Is this new? Are there nakedly political motives in various actions on public health? Are our leaders communicating too much information, or holding back what we need to know? Are they unleashing all the force of government to mitigate the pandemic? Or not enough?

For some historical comparisons, our guest today is Dr. Tevi Troy. Tevi is a rare breed in public life: he is an author of numerous books on the history of decision-making in the White House, and also a practitioner -- having worked in senior positions in government in the US Senate, the White House and in cabinet agencies. Teiv is a Ph.D., best-selling presidential historian, former White House aide, and former deputy secretary of the Department of Health and Human Services.

As deputy secretary of HHS, Tevi was the chief operating officer of the largest civilian department in the federal government, with a budget of $716 billion and more than 67,000 employees. Prior to that, Tevi served in several White House positions, including assistant for domestic policy to President George W. Bush.
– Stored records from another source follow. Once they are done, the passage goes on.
//! Logging setup for the `golatest` binary

use std::path::Path;

use tracing_appender::non_blocking::WorkerGuard;
use tracing_subscriber::{EnvFilter, layer::SubscriberExt, util::SubscriberInitExt};

/// Environment variable holding the log filter directive
pub const LOG_ENV: &str = "GOLATEST_LOG";

const DEFAULT_FILTER: &str = "warn";

/// Installs the global subscriber.
///
/// Logs go to stderr, or as JSON lines to `log_file` when given. The returned
/// guard flushes the file writer on drop and must be held until exit.
pub fn init(log_file: Option<&Path>) -> anyhow::Result<Option<WorkerGuard>> {
    let filter =
        EnvFilter::try_from_env(LOG_ENV).unwrap_or_else(|_| EnvFilter::new(DEFAULT_FILTER));

    match log_file {
        Some(path) => {
            let dir = path
                .parent()
                .filter(|p| !p.as_os_str().is_empty())
                .unwrap_or(Path::new("."));
            let file_name = path
                .file_name()
                .ok_or_else(|| anyhow::anyhow!("log file path {:?} has no file name", path))?;
            std::fs::create_dir_all(dir)?;

            let appender = tracing_appender::rolling::never(dir, file_name);
            let (writer, guard) = tracing_appender::non_blocking(appender);
            tracing_subscriber::registry()
                .with(filter)
                .with(tracing_subscriber::fmt::layer().json().with_writer(writer))
                .try_init()?;
            Ok(Some(guard))
        }
        None => {
            tracing_subscriber::registry()
                .with(filter)
                .with(tracing_subscriber::fmt::layer().with_writer(std::io::stderr))
                .try_init()?;
            Ok(None)
        }
    }
}
//! go.dev/VERSION text feed
//!
//! The feed answers with two lines:
//!
//! ```text
//! go1.24.2
//! time 2025-03-26T19:09:39Z
//! ```

use chrono::{DateTime, NaiveDateTime, Utc};
use tracing::{debug, warn};

use crate::config::{DEFAULT_PRIMARY_URL, USER_AGENT};
use crate::version::context::Context;
use crate::version::error::SourceError;
use crate::version::grammar;
use crate::version::source::Source;
use crate::version::sources::{read_text, send_get};
use crate::version::types::{LatestVersion, Origin};

/// Literal label the feed puts in front of the release timestamp
const TIME_PREFIX: &str = "time ";

/// Timestamp layout after [`TIME_PREFIX`]; fractional seconds are optional
const TIME_FORMAT: &str = "%Y-%m-%dT%H:%M:%S%.fZ";

/// Source implementation for the go.dev text feed
#[derive(Debug, Clone)]
pub struct GoDevSource {
    client: reqwest::Client,
    url: String,
}

impl GoDevSource {
    /// Creates a new GoDevSource for a custom URL
    pub fn new(url: &str) -> Self {
        Self::with_client(
            url,
            reqwest::Client::builder()
                .user_agent(USER_AGENT)
                .build()
                .expect("Failed to create HTTP client"),
        )
    }

    pub fn with_client(url: &str, client: reqwest::Client) -> Self {
        Self {
            client,
            url: url.to_string(),
        }
    }
}

impl Default for GoDevSource {
    fn default() -> Self {
        Self::new(DEFAULT_PRIMARY_URL)
    }
}

#[async_trait::async_trait]
impl Source for GoDevSource {
    fn origin(&self) -> Origin {
        Origin::Primary
    }

    async fn fetch(&self, ctx: &Context) -> Result<LatestVersion, SourceError> {
        let response = send_get(&self.client, &self.url, ctx).await?;

        let status = response.status();
        if status != reqwest::StatusCode::OK {
            warn!("go.dev returned status {}: {}", status, self.url);
            return Err(SourceError::Status { status });
        }

        let body = read_text(response, ctx).await?;
        let latest = parse_body(&body)?;
        debug!(
            "go.dev reports {} released at {:?}",
            latest.version, latest.observed_at
        );
        Ok(latest)
    }
}

/// Parses the two-line feed body, rejecting anything that deviates from it
pub fn parse_body(body: &str) -> Result<LatestVersion, SourceError> {
    let lines: Vec<&str> = body.lines().collect();
    if lines.len() < 2 {
        return Err(SourceError::MalformedBody { lines: lines.len() });
    }

    let version = lines[0].trim();
    if !grammar::is_valid(version) {
        return Err(SourceError::InvalidVersion(version.to_string()));
    }

    let observed_at = parse_time_line(lines[1].trim())?;

    Ok(LatestVersion::primary(version.to_string(), observed_at))
}

fn parse_time_line(line: &str) -> Result<DateTime<Utc>, SourceError> {
    let invalid = |reason: String| SourceError::InvalidTime {
        value: line.to_string(),
        reason,
    };

    let timestamp = line
        .strip_prefix(TIME_PREFIX)
        .ok_or_else(|| invalid(format!("missing {:?} prefix", TIME_PREFIX)))?;

    if !has_time_shape(timestamp) {
        return Err(invalid(
            "expected YYYY-MM-DDThh:mm:ssZ with optional fractional seconds".to_string(),
        ));
    }

    NaiveDateTime::parse_from_str(timestamp, TIME_FORMAT)
        .map(|naive| naive.and_utc())
        .map_err(|e| invalid(e.to_string()))
}

/// Checks the fixed-width `YYYY-MM-DDThh:mm:ss[.fff]Z` layout.
///
/// chrono accepts short fields, signed years and leading spaces, so the
/// shape is enforced before handing the string over.
fn has_time_shape(timestamp: &str) -> bool {
    let bytes = timestamp.as_bytes();
    if bytes.len() < 20 {
        return false;
    }

    let (fixed, rest) = bytes.split_at(19);
    let fixed_ok = fixed.iter().enumerate().all(|(i, b)| match i {
        4 | 7 => *b == b'-',
        10 => *b == b'T',
        13 | 16 => *b == b':',
        _ => b.is_ascii_digit(),
    });
    if !fixed_ok {
        return false;
    }

    match rest {
        [b'Z'] => true,
        [b'.', fraction @ .., b'Z'] => {
            !fraction.is_empty() && fraction.iter().all(|b| b.is_ascii_digit())
        }
        _ => false,
    }
}

#[cfg(test)]
mod tests {
    use super::*;
    use chrono::TimeZone;
    use mockito::Server;
    use rstest::rstest;

    #[tokio::test]
    async fn fetch_returns_version_and_time_from_feed() {
        let mut server = Server::new_async().await;

        let mock = server
            .mock("GET", "/VERSION")
            .match_query(mockito::Matcher::UrlEncoded("m".into(), "text".into()))
            .with_status(200)
            .with_header("content-type", "text/plain")
            .with_body("go1.24.2\ntime 2025-03-26T19:09:39Z\n")
            .create_async()
            .await;

        let source = GoDevSource::new(&format!("{}/VERSION?m=text", server.url()));
        let result = source.fetch(&Context::background()).await.unwrap();

        mock.assert_async().await;
        assert_eq!(
            result,
            LatestVersion {
                version: "go1.24.2".to_string(),
                observed_at: Some(Utc.with_ymd_and_hms(2025, 3, 26, 19, 9, 39).unwrap()),
                origin: Origin::Primary,
            }
        );
    }

    #[tokio::test]
    async fn fetch_returns_status_error_for_non_ok_status() {
        let mut server = Server::new_async().await;

        let mock = server
            .mock("GET", "/VERSION")
            .with_status(500)
            .with_body("go1.24.2\ntime 2025-03-26T19:09:39Z\n")
            .create_async()
            .await;

        let source = GoDevSource::new(&format!("{}/VERSION", server.url()));
        let result = source.fetch(&Context::background()).await;

        mock.assert_async().await;
        assert!(matches!(
            result,
            Err(SourceError::Status { status }) if status.as_u16() == 500
        ));
    }

    #[tokio::test]
    async fn fetch_rejects_other_success_statuses() {
        let mut server = Server::new_async().await;

        let mock = server
            .mock("GET", "/VERSION")
            .with_status(203)
            .with_body("go1.24.2\ntime 2025-03-26T19:09:39Z\n")
            .create_async()
            .await;

        let source = GoDevSource::new(&format!("{}/VERSION", server.url()));
        let result = source.fetch(&Context::background()).await;

        mock.assert_async().await;
        assert!(matches!(result, Err(SourceError::Status { .. })));
    }

    #[tokio::test]
    async fn fetch_returns_invalid_url_for_unparsable_url() {
        let source = GoDevSource::new("not a url");

        let result = source.fetch(&Context::background()).await;

        assert!(matches!(result, Err(SourceError::InvalidUrl { .. })));
    }

    #[tokio::test]
    async fn fetch_returns_cancelled_without_sending_when_context_is_canceled() {
        let mut server = Server::new_async().await;

        let mock = server
            .mock("GET", "/VERSION")
            .with_status(200)
            .with_body("go1.24.2\ntime 2025-03-26T19:09:39Z\n")
            .expect(0)
            .create_async()
            .await;

        let (ctx, handle) = Context::background().with_cancel();
        handle.cancel();

        let source = GoDevSource::new(&format!("{}/VERSION", server.url()));
        let result = source.fetch(&ctx).await;

        mock.assert_async().await;
        assert!(matches!(result, Err(SourceError::Cancelled(_))));
    }

    #[test]
    fn parse_body_accepts_body_without_trailing_newline() {
        let result = parse_body("go1.24.2\ntime 2025-03-26T19:09:39Z").unwrap();

        assert_eq!(result.version, "go1.24.2");
    }

    #[test]
    fn parse_body_trims_surrounding_whitespace() {
        let result = parse_body("  go1.24.2 \r\n time 2025-03-26T19:09:39Z \r\n").unwrap();

        assert_eq!(result.version, "go1.24.2");
        assert_eq!(
            result.observed_at,
            Some(Utc.with_ymd_and_hms(2025, 3, 26, 19, 9, 39).unwrap())
        );
    }

    #[test]
    fn parse_body_ignores_lines_after_time() {
        let result = parse_body("go1.24.2\ntime 2025-03-26T19:09:39Z\n\nextra\n").unwrap();

        assert_eq!(result.version, "go1.24.2");
    }

    #[test]
    fn parse_body_accepts_fractional_seconds() {
        let result = parse_body("go1.24.2\ntime 2025-03-26T19:09:39.123Z\n").unwrap();

        let observed_at = result.observed_at.unwrap();
        assert_eq!(observed_at.timestamp_subsec_millis(), 123);
    }

    #[test]
    fn parse_body_rejects_empty_body() {
        let result = parse_body("");

        assert!(matches!(result, Err(SourceError::MalformedBody { lines: 0 })));
    }

    #[test]
    fn parse_body_rejects_single_line() {
        let result = parse_body("go1.24.2\n");

        assert!(matches!(result, Err(SourceError::MalformedBody { lines: 1 })));
    }

    #[test]
    fn parse_body_rejects_invalid_version() {
        let result = parse_body("<!DOCTYPE html>\n<html>\n");

        assert!(matches!(
            result,
            Err(SourceError::InvalidVersion(version)) if version == "<!DOCTYPE html>"
        ));
    }

    #[test]
    fn parse_body_rejects_time_without_prefix() {
        let result = parse_body("go1.24.2\n2025-03-26T19:09:39Z\n");

        assert!(matches!(
            result,
            Err(SourceError::InvalidTime { value, .. }) if value == "2025-03-26T19:09:39Z"
        ));
    }

    #[test]
    fn parse_body_rejects_time_with_offset() {
        let result = parse_body("go1.24.2\ntime 2025-03-26T19:09:39+09:00\n");

        assert!(matches!(result, Err(SourceError::InvalidTime { .. })));
    }

    #[test]
    fn parse_body_rejects_impossible_date() {
        let result = parse_body("go1.24.2\ntime 2025-02-30T19:09:39Z\n");

        assert!(matches!(result, Err(SourceError::InvalidTime { .. })));
    }

    #[rstest]
    #[case("time 2025-3-26T19:09:39Z")]
    #[case("time 2025-03-6T19:09:39Z")]
    #[case("time 2025-03-26T9:09:39Z")]
    #[case("time 2025-03-26T19:9:39Z")]
    #[case("time 2025-03-26T19:09:9Z")]
    #[case("time +2025-03-26T19:09:39Z")]
    #[case("time 25-03-26T19:09:39Z")]
    #[case("time 12025-03-26T19:09:39Z")]
    #[case("time  2025-03-26T19:09:39Z")]
    #[case("time 2025-03-26 19:09:39Z")]
    #[case("time 2025/03/26T19:09:39Z")]
    #[case("time 2025-03-26T19:09:39")]
    #[case("time 2025-03-26T19:09:39.Z")]
    #[case("time 2025-03-26T19:09:39.12aZ")]
    #[case("time 2025-03-26T19:09:39Zextra")]
    #[case("Time 2025-03-26T19:09:39Z")]
    #[case("time2025-03-26T19:09:39Z")]
    fn parse_time_line_rejects_deviating_layout(#[case] line: &str) {
        let result = parse_time_line(line);

        assert!(
            matches!(&result, Err(SourceError::InvalidTime { value, .. }) if value == line),
            "line: {line:?}, result: {result:?}"
        );
    }

    #[rstest]
    #[case("time 2025-03-26T19:09:39Z", 0)]
    #[case("time 2025-03-26T19:09:39.5Z", 500)]
    #[case("time 2025-03-26T19:09:39.123456789Z", 123)]
    fn parse_time_line_accepts_exact_layout(#[case] line: &str, #[case] millis: u32) {
        let result = parse_time_line(line).unwrap();

        assert_eq!(result.timestamp(), 1743016179);
        assert_eq!(result.timestamp_subsec_millis(), millis);
    }
}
Tevi is currently at the Bipartisan Policy Center, where he is senior fellow focusing on the Study of the Presidency. He is the author of the best-selling book, What Jefferson Read, Ike Watched, and Obama Tweeted: 200 Years of Popular Culture in the White House; Intellectuals and the American Presidency: Philosophers, Jesters, or Technicians?; and Shall We Wake the President? Two Centuries of Disaster Management in the Oval Office, which warned in 2016 that we were unprepared for coronavirus. His most recent book is called Fight House: Rivalries in the White House from Truman to Trump. He has written over 300 published articles, for The New York Times, The Wall Street Journal, The Washington Post, Politico, The Atlantic, and many other publications.